Les policiers ont laissé Anouk en talons hauts devant le métro Papineau. Furieuse, elle a marché du métro Papineau au métro Longueuil. Plus d'une heure de marche, entrecoupée d'une course le coeur battant quand elle s'est retrouvée, sous le pont, dans un passage où un homme louche la reluquait en l'interpellant.

Ce n'est que le lendemain, après avoir payé son immatriculation et fait authentifier la chose dans un poste de police, qu'Anouk a pu récupérer sa voiture à la fourrière. C'était chez Groupe Direct, à Pointe-aux-Trembles, qui reçoit presque trois fois plus de véhicules depuis la mise en place du projet-pilote. Coût du remorquage: 100$, auxquels il faut ajouter 20$ pour chaque journée de remisage.

Ce qu'on ne crie pas sur tous les toits, c'est que le policier n'est pas obligé de saisir le véhicule dans un cas comme celui-là. Il s'agit d'un pouvoir discrétionnaire. C'est au policier d'exercer son jugement. Mais pour l'exercer, encore faut-il en avoir.

N'est-il pas abusif de saisir la voiture d'une mère de famille qui n'a rien d'une délinquante, qui rentre chez elle après le travail et dont le seul «crime» est d'être en retard de deux semaines dans un paiement? «Non!» m'a répondu sans hésiter la commandante Marianne Rivest, responsable du projet-pilote de reconnaissance des plaques d'immatriculation. «Le policier ne fait qu'appliquer le règlement.»

La loi dit que le policier peut saisir le véhicule, m'explique la commandante. «Et la loi n'a pas changé avec le nouveau projet.»

Le nouveau système est-il mis en place dans une optique de sécurité publique ou pour renflouer les coffres de la Ville? «Non, c'est clairement dans une optique de sécurité publique», assure-t-elle.

Où est la logique? Empêcher des récidivistes de l'alcool au volant ou des délinquants de prendre la route, c'est une chose tout à fait louable. Tant mieux si le nouveau système permet d'arrêter plus facilement des criminels en voiture. Mais en quoi une personne qui est en retard de 14 jours dans le paiement de son immatriculation constitue-t-elle un danger public? Est-ce à ce point grave qu'il faille saisir le véhicule? «Le Code de sécurité routière dit que les gens doivent payer leur immatriculation pour avoir le droit de circuler», me répond sans broncher la commandante Rivest. Elle me dirige vers l'inspecteur-chef Stéphane Lemieux, responsable de la division de la sécurité routière, qui me sert le même discours. C'est au nom de la sécurité routière que les policiers agissent ainsi. «Je ne peux pas reconnaître qu'il y a eu ici un manque de jugement.»

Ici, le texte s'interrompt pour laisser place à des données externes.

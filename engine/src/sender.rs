use std::net::IpAddr;
use std::time::Instant;

use tokio::io::{AsyncWriteExt, BufReader};
use tokio_util::sync::CancellationToken;
use tracing::debug;

use crate::error::{HttpError, Result};
use crate::framing;
use crate::options::Options;
use crate::pool::{ConnectionPool, PooledConnection};
use crate::response::{self, Response, Timing};
use crate::stream::{self, ProxyScheme, Seeded, Transport};

/// Ties DNS resolution, dialing, TLS, the connection pool, and the framing
/// reader together into a single request/response exchange.
pub struct Sender {
    pool: ConnectionPool,
}

impl Sender {
    pub fn new() -> Self {
        // rustls needs a process-wide default crypto provider; installing
        // it is idempotent and safe to call from every Sender.
        let _ = rustls::crypto::ring::default_provider().install_default();
        Self { pool: ConnectionPool::new() }
    }

    /// Sends `raw` verbatim to the peer described by `opts` and returns the
    /// response bytes plus parsed projections. `cancel` governs DNS/dial/TLS
    /// only; read/write deadlines from `opts` govern the rest of the
    /// exchange (see DESIGN.md open-question (a)).
    pub async fn do_request(&self, cancel: &CancellationToken, raw: &[u8], opts: &Options) -> Result<Response> {
        let start = Instant::now();
        let mut opts = opts.clone();
        opts.set_defaults();

        let mut timing = Timing::default();

        let ip = match opts.conn_ip {
            Some(ip) => ip,
            None => {
                let (ip, dns_dur) = stream::resolve(&opts.host, opts.port).await?;
                timing.dns_lookup = dns_dur;
                ip
            }
        };

        let key = format!("{ip}:{}", opts.port);
        let reuse = opts.reuse_connection.unwrap_or(false);

        let pooled = if reuse { self.pool.get(&key).await } else { None };

        let (mut transport, protocol, pending_byte, tls) = match pooled {
            Some(PooledConnection { transport, protocol, pending_byte, tls, .. }) => {
                debug!(%key, "reusing pooled connection");
                (transport, protocol, pending_byte, tls)
            }
            None => {
                debug!(%key, "dialing new connection");
                let dialed = self.connect(cancel, &opts, ip, &mut timing).await?;
                (dialed.transport, dialed.protocol, None, dialed.tls)
            }
        };

        let write_timeout = opts.write_timeout.expect("defaulted");
        let write_result = tokio::time::timeout(write_timeout, transport.write_all(raw)).await;
        match write_result {
            Ok(Ok(())) => {}
            Ok(Err(e)) => return Err(HttpError::Connection(e)),
            Err(_) => return Err(HttpError::timeout("write deadline exceeded")),
        }

        let read_timeout = opts.read_timeout.expect("defaulted");
        let body_mem_limit = opts.body_mem_limit.expect("defaulted");

        let read_result = {
            let seeded = Seeded { byte: pending_byte, inner: &mut transport };
            let mut buffered = BufReader::new(seeded);
            framing::read_response(&mut buffered, read_timeout, body_mem_limit).await
        };

        let (raw_bytes, ttfb) = match read_result {
            Ok(v) => v,
            Err(e) => {
                // The connection is not pooled on any read failure.
                return Err(e);
            }
        };
        timing.ttfb = ttfb;

        let (status_code, headers, body) = response::project(&raw_bytes);
        timing.total = start.elapsed();

        let response = Response {
            raw: raw_bytes,
            status_code,
            headers,
            body,
            timing,
            connected_ip: ip,
            connected_port: opts.port,
            protocol: protocol.clone(),
        };

        if reuse {
            let conn = PooledConnection::new(transport, protocol, key.clone(), tls);
            self.pool.put(key, conn).await;
        }

        Ok(response)
    }

    /// Releases the pool: aborts the background sweep and closes every idle
    /// connection.
    pub async fn close(&self) {
        self.pool.close_all().await;
    }

    async fn connect(
        &self,
        cancel: &CancellationToken,
        opts: &Options,
        target_ip: IpAddr,
        timing: &mut Timing,
    ) -> Result<Dialed> {
        match &opts.proxy_url {
            None => self.connect_direct(cancel, opts, target_ip, timing).await,
            Some(proxy_url) => self.connect_via_proxy(cancel, opts, proxy_url, target_ip, timing).await,
        }
    }

    async fn connect_direct(
        &self,
        cancel: &CancellationToken,
        opts: &Options,
        target_ip: IpAddr,
        timing: &mut Timing,
    ) -> Result<Dialed> {
        let conn_timeout = opts.conn_timeout.expect("defaulted");
        let (tcp, tcp_dur) = stream::dial_tcp(target_ip, opts.port, conn_timeout, cancel).await?;
        timing.tcp_connect = tcp_dur;

        if opts.scheme == crate::options::Scheme::Https {
            let tls_config = opts.build_tls_config()?;
            let server_name = opts.server_name()?;
            let (tls_stream, tls_dur) =
                stream::tls_handshake(tcp, tls_config, server_name, target_ip, cancel).await?;
            timing.tls_handshake = tls_dur;
            let transport = Transport::Tls(Box::new(tls_stream));
            let protocol = if transport.negotiated_h2() { "HTTP/2" } else { "HTTP/1.1" };
            return Ok(Dialed { transport, protocol: protocol.to_string(), tls: true });
        }

        let transport = Transport::Plain(tcp);
        let protocol = if opts.enable_h2c { "HTTP/2" } else { "HTTP/1.1" };
        Ok(Dialed { transport, protocol: protocol.to_string(), tls: false })
    }

    async fn connect_via_proxy(
        &self,
        cancel: &CancellationToken,
        opts: &Options,
        proxy_url: &str,
        target_ip: IpAddr,
        timing: &mut Timing,
    ) -> Result<Dialed> {
        let proxy = stream::parse_proxy_url(proxy_url)?;
        if proxy.scheme == ProxyScheme::Socks5 {
            return Err(HttpError::proxy("SOCKS5 proxy negotiation is not implemented"));
        }

        let conn_timeout = opts.conn_timeout.expect("defaulted");
        let (proxy_ip, _dns_dur) = stream::resolve(&proxy.host, proxy.port)
            .await
            .map_err(|e| HttpError::proxy(format!("failed to resolve proxy host: {e}")))?;

        let (proxy_tcp, proxy_dur) = stream::dial_tcp(proxy_ip, proxy.port, conn_timeout, cancel)
            .await
            .map_err(|e| HttpError::proxy(format!("failed to dial proxy: {e}")))?;
        timing.proxy_connect = proxy_dur;

        let read_timeout = opts.read_timeout.expect("defaulted");

        let tcp = if opts.scheme == crate::options::Scheme::Https {
            stream::connect_tunnel(proxy_tcp, &opts.host, opts.port, read_timeout).await?
        } else {
            // For a plain HTTP target through an HTTP proxy, the caller's
            // raw request is expected to be absolute-URI form and is
            // transmitted verbatim over the proxy connection directly.
            proxy_tcp
        };

        if opts.scheme == crate::options::Scheme::Https {
            let tls_config = opts.build_tls_config()?;
            let server_name = opts.server_name()?;
            let (tls_stream, tls_dur) =
                stream::tls_handshake(tcp, tls_config, server_name, target_ip, cancel).await?;
            timing.tls_handshake = tls_dur;
            let transport = Transport::Tls(Box::new(tls_stream));
            let protocol = if transport.negotiated_h2() { "HTTP/2" } else { "HTTP/1.1" };
            return Ok(Dialed { transport, protocol: protocol.to_string(), tls: true });
        }

        let transport = Transport::Plain(tcp);
        let protocol = if opts.enable_h2c { "HTTP/2" } else { "HTTP/1.1" };
        Ok(Dialed { transport, protocol: protocol.to_string(), tls: false })
    }
}

impl Default for Sender {
    fn default() -> Self {
        Self::new()
    }
}

struct Dialed {
    transport: Transport,
    protocol: String,
    tls: bool,
}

L'histoire d'Anouk ne semble pas être un cas isolé. J'ai vu samedi après-midi, à l'entrée du pont, une femme et deux jeunes enfants sortir de leur voiture qu'on s'apprêtait à faire remorquer. À la fourrière Groupe Direct, le directeur, Mathieu Gervais, me dit que la moitié des voitures remisées dans le cadre du projet-pilote le sont pour des droits d'immatriculation impayés.

Le fait que les agents de la circulation ont des «quotas» à respecter est un secret de Polichinelle, même si le SPVM le nie. Des policiers de la circulation, appliquant le règlement au pied de la lettre, se font d'ailleurs une fierté de distribuer le plus de constats possible, ce qui ternit l'image de ceux qui prennent leur travail à coeur. «Il y a même des concours de celui qui en fait le plus remorquer», me disent différentes sources policières. «Ces gars-là ne reconnaîtraient même pas leur mère.»

Bref, la «sécurité publique» des uns est l'abus de pouvoir des autres.